Stored items
------------------------------------------------

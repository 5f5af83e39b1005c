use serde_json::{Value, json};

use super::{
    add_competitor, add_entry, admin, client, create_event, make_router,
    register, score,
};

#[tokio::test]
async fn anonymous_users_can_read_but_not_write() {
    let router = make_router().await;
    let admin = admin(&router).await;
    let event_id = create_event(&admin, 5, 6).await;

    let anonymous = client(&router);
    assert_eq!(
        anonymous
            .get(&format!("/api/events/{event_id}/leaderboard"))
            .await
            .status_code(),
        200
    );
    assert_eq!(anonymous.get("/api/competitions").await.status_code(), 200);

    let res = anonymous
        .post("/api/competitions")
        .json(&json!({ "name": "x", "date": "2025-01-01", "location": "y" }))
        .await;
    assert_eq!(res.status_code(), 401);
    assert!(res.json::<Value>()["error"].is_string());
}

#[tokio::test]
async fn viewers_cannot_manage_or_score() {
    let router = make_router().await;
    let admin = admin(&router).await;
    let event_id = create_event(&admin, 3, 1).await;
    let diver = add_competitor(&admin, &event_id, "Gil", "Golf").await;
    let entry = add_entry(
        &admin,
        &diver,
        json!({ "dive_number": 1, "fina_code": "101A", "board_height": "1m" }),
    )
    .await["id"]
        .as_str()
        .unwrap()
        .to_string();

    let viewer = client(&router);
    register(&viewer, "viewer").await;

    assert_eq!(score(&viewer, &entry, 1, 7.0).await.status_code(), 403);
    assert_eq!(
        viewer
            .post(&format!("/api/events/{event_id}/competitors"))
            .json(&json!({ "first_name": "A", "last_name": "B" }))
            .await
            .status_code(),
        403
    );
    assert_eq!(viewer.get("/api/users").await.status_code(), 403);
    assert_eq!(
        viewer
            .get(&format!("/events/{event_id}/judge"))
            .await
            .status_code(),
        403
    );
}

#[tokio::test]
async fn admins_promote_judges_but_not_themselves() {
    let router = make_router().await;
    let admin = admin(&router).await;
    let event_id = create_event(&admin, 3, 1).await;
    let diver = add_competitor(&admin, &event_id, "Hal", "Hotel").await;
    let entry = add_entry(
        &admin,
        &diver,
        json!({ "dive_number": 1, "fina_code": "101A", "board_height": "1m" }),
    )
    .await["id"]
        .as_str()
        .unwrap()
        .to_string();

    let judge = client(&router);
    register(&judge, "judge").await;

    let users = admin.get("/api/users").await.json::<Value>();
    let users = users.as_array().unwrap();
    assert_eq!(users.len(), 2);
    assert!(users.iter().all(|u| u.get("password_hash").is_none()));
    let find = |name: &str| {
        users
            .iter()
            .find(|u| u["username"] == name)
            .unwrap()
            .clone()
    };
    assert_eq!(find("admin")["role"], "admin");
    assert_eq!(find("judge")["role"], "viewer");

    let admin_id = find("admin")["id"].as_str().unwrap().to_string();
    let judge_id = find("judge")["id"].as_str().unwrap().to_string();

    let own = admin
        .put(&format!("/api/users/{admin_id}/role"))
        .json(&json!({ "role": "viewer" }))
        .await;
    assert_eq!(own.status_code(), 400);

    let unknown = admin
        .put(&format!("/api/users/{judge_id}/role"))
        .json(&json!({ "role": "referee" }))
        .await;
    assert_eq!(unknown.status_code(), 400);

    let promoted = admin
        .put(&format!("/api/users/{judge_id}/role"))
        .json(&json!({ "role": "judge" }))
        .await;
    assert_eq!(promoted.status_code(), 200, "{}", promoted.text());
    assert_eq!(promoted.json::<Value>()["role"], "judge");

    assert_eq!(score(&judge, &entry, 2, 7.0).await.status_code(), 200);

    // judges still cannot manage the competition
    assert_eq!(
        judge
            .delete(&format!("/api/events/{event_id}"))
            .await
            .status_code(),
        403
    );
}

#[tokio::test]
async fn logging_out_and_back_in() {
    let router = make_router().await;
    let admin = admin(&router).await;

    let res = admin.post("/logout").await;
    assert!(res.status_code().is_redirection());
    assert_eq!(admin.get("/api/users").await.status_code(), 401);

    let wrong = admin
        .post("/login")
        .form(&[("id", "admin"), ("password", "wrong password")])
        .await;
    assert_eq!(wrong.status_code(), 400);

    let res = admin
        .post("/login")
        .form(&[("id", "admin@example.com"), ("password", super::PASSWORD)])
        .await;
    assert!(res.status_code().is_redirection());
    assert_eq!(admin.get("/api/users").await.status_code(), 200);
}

------------------------------------------------

▸ ABOUT THIS EXERCISE
Determine how many of the lines above hold the word "format", and output that number by itself.

▸ SOLUTION TO THIS EXERCISE
7